Le faire ou mourir, de Claire-Lise Marguier : Quand les émotions coupent le souffle.

La lecture de Le faire ou mourir de Claire-Lise Marguier fait partie de ces lectures qui marquent. Le roman est un livre unique, sans suite, qui ne fait pas plus de 150 pages. Et pourtant, ce court récit est manié de façon telle que presque chaque mot pénètre le cœur comme un millier d’aiguilles. Si je devais utiliser un unique mot pour définir cette œuvre, je choisirais « intense ». La preuve étant que je l’ai lu en… une nuit ! Il me semble l’avoir terminé, le cœur battant et les paupières lourdes de sommeil, luttant pour ne pas m’endormir aux alentours de quatre heures du matin, alors que je me levais dans moins de trois heures. J’en avais entendu parler lorsque j’étais au lycée. Je ne me rappelle plus tellement le contexte, simplement d’une fille qui avait présenté ce livre en cours, très brièvement, mais presque comme une relique qu’elle transportait partout avec elle. Elle n’en avait pas dit beaucoup mais son intérêt était si communiquant que ça m’a marquée. Du coup, pas directement après mais plusieurs mois plus tard, je me suis lancée dans la lecture. J’ai eu l’impression de recevoir un coup de poing dans le ventre.
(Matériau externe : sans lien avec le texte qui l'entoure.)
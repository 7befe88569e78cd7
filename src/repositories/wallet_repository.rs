use crate::error::ApiError;
use crate::models::entities::wallet::{NewWallet, Wallet};
use crate::schema::{virtual_accounts, wallets};
use diesel::prelude::*;

pub struct WalletRepository;

impl WalletRepository {
    pub fn create(
        conn: &mut SqliteConnection,
        user_id: i32,
        account_reference: &str,
    ) -> Result<Wallet, ApiError> {
        diesel::insert_into(wallets::table)
            .values(&NewWallet {
                user_id,
                account_reference,
            })
            .get_result::<Wallet>(conn)
            .map_err(Into::into)
    }

    pub fn find_by_id(
        conn: &mut SqliteConnection,
        wallet_id: i32,
    ) -> Result<Option<Wallet>, ApiError> {
        wallets::table
            .find(wallet_id)
            .first::<Wallet>(conn)
            .optional()
            .map_err(Into::into)
    }

    pub fn latest_for_user(
        conn: &mut SqliteConnection,
        user_id: i32,
    ) -> Result<Option<Wallet>, ApiError> {
        wallets::table
            .filter(wallets::user_id.eq(user_id))
            .order(wallets::id.desc())
            .first::<Wallet>(conn)
            .optional()
            .map_err(Into::into)
    }

    /// Newest wallet for the user that has no virtual account attached.
    pub fn find_unreserved(
        conn: &mut SqliteConnection,
        user_id: i32,
    ) -> Result<Option<Wallet>, ApiError> {
        wallets::table
            .left_join(virtual_accounts::table)
            .filter(wallets::user_id.eq(user_id))
            .filter(virtual_accounts::id.nullable().is_null())
            .order(wallets::id.desc())
            .select(wallets::all_columns)
            .first::<Wallet>(conn)
            .optional()
            .map_err(Into::into)
    }

    /// Balance of the user's oldest wallet, `None` when they have none.
    pub fn balance_for_user(
        conn: &mut SqliteConnection,
        user_id: i32,
    ) -> Result<Option<f64>, ApiError> {
        wallets::table
            .filter(wallets::user_id.eq(user_id))
            .order(wallets::id.asc())
            .select(wallets::balance)
            .first::<f64>(conn)
            .optional()
            .map_err(Into::into)
    }

    /// Sets the balance of the wallet matching both predicates and returns
    /// the number of rows touched. Zero means no such wallet exists.
    pub fn set_balance(
        conn: &mut SqliteConnection,
        user_id: i32,
        account_reference: &str,
        new_balance: f64,
    ) -> Result<usize, ApiError> {
        diesel::update(
            wallets::table
                .filter(wallets::user_id.eq(user_id))
                .filter(wallets::account_reference.eq(account_reference)),
        )
        .set(wallets::balance.eq(new_balance))
        .execute(conn)
        .map_err(Into::into)
    }

    /// Applies a signed delta to the wallet balance.
    pub fn adjust_balance(
        conn: &mut SqliteConnection,
        wallet_id: i32,
        delta: f64,
    ) -> Result<(), ApiError> {
        diesel::update(wallets::table.find(wallet_id))
            .set(wallets::balance.eq(wallets::balance + delta))
            .execute(conn)?;
        Ok(())
    }
}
Le moins que je puisse dire, c’est qu’il ne faut pas lire ce livre sans être préparé à recevoir une vague extrêmement violente d’émotions en pleine figure. Moi, au vu du témoignage de cette fille, j’étais prête. Du moins je pensais l’être.

Le faire ou mourir raconte l’histoire de Damien, dit Dam, un lycéen renfermé, timide et mal dans sa peau. Harcelé par ses camarades, il croise un jour le chemin de Samy et de sa bande, qui viennent à sa rescousse alors qu’il est en train de se faire tabasser. La rencontre est un point de non-retour puisque Dam va rapidement s’intégrer à ce groupe de marginaux, entièrement vêtus de noir, portant eye-liner et troubles à l’âme. Samy et sa bande font peur : ils sont différents, mystérieux, rêveurs et poètes, fans de musique de métal. Dam se fascine pour ces gens en qui il retrouve un peu de lui, touché d’enfin trouver sa place quelque part, lui qui avait toujours été un éternel solitaire. Dam se fait percer la langue, teint ses cheveux et cerne ses yeux de noir, pour défiler fièrement auprès de ses nouveaux amis.
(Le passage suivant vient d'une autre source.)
use crate::clients::monnify::MonnifyClient;
use crate::error::ApiError;
use crate::models::app_state::AppState;
use crate::models::dtos::monnify_dto::ReserveAccountRequest;
use crate::models::dtos::provisioning_dto::{ProvisionedAccount, ProvisioningStatus};
use crate::models::dtos::wallet_dto::WalletHandle;
use crate::repositories::user_repository::UserRepository;
use crate::repositories::virtual_account_repository::VirtualAccountRepository;
use crate::repositories::wallet_repository::WalletRepository;
use crate::models::entities::virtual_account::NewVirtualAccount;
use crate::services::wallet_service::WalletService;
use diesel::SqliteConnection;
use tracing::{error, info};

pub struct ProvisioningService;

impl ProvisioningService {
    pub async fn status(state: &AppState, user_id: i32) -> Result<ProvisioningStatus, ApiError> {
        let mut conn = state.db.get().map_err(|_| {
            error!("provisioning.status: failed to acquire db connection");
            ApiError::DatabaseConnection("Database unavailable".into())
        })?;

        Self::derive_status(&mut conn, user_id)
    }

    /// Resumes onboarding from whatever step last completed: create the
    /// wallet if none exists, reserve a virtual account for the wallet that
    /// has none, or hand back the reservation that is already there. Each
    /// call is safe to retry after a failure.
    pub async fn provision(state: &AppState, user_id: i32) -> Result<ProvisionedAccount, ApiError> {
        let status = {
            let mut conn = state.db.get().map_err(|_| {
                error!("provisioning: failed to acquire db connection");
                ApiError::DatabaseConnection("Database unavailable".into())
            })?;
            Self::derive_status(&mut conn, user_id)?
        };

        let handle = match status {
            ProvisioningStatus::AccountReserved { wallet_id, .. } => {
                let mut conn = state.db.get().map_err(|_| {
                    error!("provisioning: failed to acquire db connection");
                    ApiError::DatabaseConnection("Database unavailable".into())
                })?;
                let account = VirtualAccountRepository::find_by_wallet(&mut conn, wallet_id)?
                    .ok_or_else(|| {
                        ApiError::NotFound(format!("No virtual account for wallet {}", wallet_id))
                    })?;
                info!(user_id, wallet_id, "Provisioning already complete");
                return Ok(ProvisionedAccount::from(account));
            }
            ProvisioningStatus::Registered => WalletService::create_wallet(state, user_id).await?,
            ProvisioningStatus::WalletCreated { .. } => Self::resume_handle(state, user_id)?,
        };

        Self::reserve(state, handle).await
    }

    fn derive_status(
        conn: &mut SqliteConnection,
        user_id: i32,
    ) -> Result<ProvisioningStatus, ApiError> {
        if UserRepository::find_by_id(conn, user_id)?.is_none() {
            return Err(ApiError::NotFound(format!(
                "No user found with id {}",
                user_id
            )));
        }

        if let Some(account) = VirtualAccountRepository::find_for_user(conn, user_id)? {
            return Ok(ProvisioningStatus::AccountReserved {
                wallet_id: account.wallet_id,
                virtual_account_id: account.id,
            });
        }

        match WalletRepository::latest_for_user(conn, user_id)? {
            Some(wallet) => Ok(ProvisioningStatus::WalletCreated {
                wallet_id: wallet.id,
            }),
            None => Ok(ProvisioningStatus::Registered),
        }
    }

    /// Rebuilds the provisioning handle for a wallet created by an earlier,
    /// partially completed run.
    fn resume_handle(state: &AppState, user_id: i32) -> Result<WalletHandle, ApiError> {
        let mut conn = state.db.get().map_err(|_| {
            error!("provisioning.resume: failed to acquire db connection");
            ApiError::DatabaseConnection("Database unavailable".into())
        })?;

        let user = UserRepository::find_by_id(&mut conn, user_id)?
            .ok_or_else(|| ApiError::NotFound(format!("No user found with id {}", user_id)))?;

        let wallet = WalletRepository::find_unreserved(&mut conn, user_id)?.ok_or_else(|| {
            ApiError::NotFound(format!("No unreserved wallet for user id {}", user_id))
        })?;

        Ok(WalletHandle {
            user_id: user.id,
            wallet_id: wallet.id,
            full_name: user.full_name,
            email: user.email,
            bvn: user.bvn,
            account_reference: wallet.account_reference,
        })
    }

    async fn reserve(
        state: &AppState,
        handle: WalletHandle,
    ) -> Result<ProvisionedAccount, ApiError> {
        let client = MonnifyClient::from_state(state)?;

        let request = ReserveAccountRequest {
            account_reference: &handle.account_reference,
            account_name: &handle.full_name,
            currency_code: &state.config.provisioning.currency_code,
            contract_code: state.credentials.contract_code(),
            customer_email: &handle.email,
            customer_name: &handle.full_name,
            bvn: &handle.bvn,
            get_all_available_banks: "true",
            preferred_banks: &state.config.provisioning.preferred_banks,
        };

        let reserved = match client.reserve_account(&request).await {
            Ok(reserved) => reserved,
            // an empty accounts list is its own condition, not a partial state
            Err(ApiError::MissingAccountData) => return Err(ApiError::MissingAccountData),
            Err(e) => {
                error!(
                    user_id = handle.user_id,
                    wallet_id = handle.wallet_id,
                    error = %e,
                    "provisioning: reservation failed; wallet kept for retry"
                );
                return Err(ApiError::PartiallyProvisioned {
                    wallet_id: handle.wallet_id,
                    reason: e.to_string(),
                });
            }
        };

        let mut conn = state.db.get().map_err(|_| {
            error!("provisioning: failed to acquire db connection");
            ApiError::DatabaseConnection("Database unavailable".into())
        })?;

        let account = VirtualAccountRepository::create(
            &mut conn,
            NewVirtualAccount {
                user_id: handle.user_id,
                wallet_id: handle.wallet_id,
                bank_name: &reserved.bank_name,
                bank_code: &reserved.bank_code,
                account_number: &reserved.account_number,
                monnify_reservation_id: &reserved.reservation_reference,
                created_at: &reserved.created_on,
            },
        )?;

        info!(
            user_id = handle.user_id,
            wallet_id = handle.wallet_id,
            account_number = %account.account_number,
            bank = %account.bank_name,
            "Virtual account reserved"
        );

        Ok(ProvisionedAccount::from(account))
    }
}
La dure réalité que peut être la vie lycéenne quand on est supposément « différent » est dépeinte ici et pose cette question : Qu’est-ce que la différence dans un univers où on essaie tous d’être pareils ?
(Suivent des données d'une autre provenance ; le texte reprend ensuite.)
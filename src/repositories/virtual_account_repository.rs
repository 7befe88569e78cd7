use crate::error::ApiError;
use crate::models::entities::virtual_account::{NewVirtualAccount, VirtualAccount};
use crate::schema::virtual_accounts;
use diesel::prelude::*;

pub struct VirtualAccountRepository;

impl VirtualAccountRepository {
    pub fn create(
        conn: &mut SqliteConnection,
        new_account: NewVirtualAccount,
    ) -> Result<VirtualAccount, ApiError> {
        diesel::insert_into(virtual_accounts::table)
            .values(&new_account)
            .get_result::<VirtualAccount>(conn)
            .map_err(Into::into)
    }

    pub fn find_by_wallet(
        conn: &mut SqliteConnection,
        wallet_id: i32,
    ) -> Result<Option<VirtualAccount>, ApiError> {
        virtual_accounts::table
            .filter(virtual_accounts::wallet_id.eq(wallet_id))
            .first::<VirtualAccount>(conn)
            .optional()
            .map_err(Into::into)
    }

    pub fn find_for_user(
        conn: &mut SqliteConnection,
        user_id: i32,
    ) -> Result<Option<VirtualAccount>, ApiError> {
        virtual_accounts::table
            .filter(virtual_accounts::user_id.eq(user_id))
            .order(virtual_accounts::id.desc())
            .first::<VirtualAccount>(conn)
            .optional()
            .map_err(Into::into)
    }
}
On évolue dans l’histoire au travers des yeux de Dam, adolescent torturé qui entretient des rapports très conflictuels avec sa famille, comme cela peut être propre à cette tranche de vie. Un adolescent qui tombe amoureux pour la première fois, et où tout est en même temps merveilleux et terrifiant. Un adolescent profondément marqué par la violence qu’il subit dans le milieu scolaire, où tout lui semble dénué de sens. Un adolescent en phase de devenir un adulte, simplement, et qui se perd dans un monde de plus en plus sombre, où les portes du déclin sont bien plus proches que ce que l’on imagine… L’histoire est émotionnellement difficile car elle retranscrit avec brio l’état d’un esprit tourmenté qui lance un appel à l’aide que personne n’entend. Seul Samy sera le salut de Dam au moment de sa vie où il en a le plus besoin.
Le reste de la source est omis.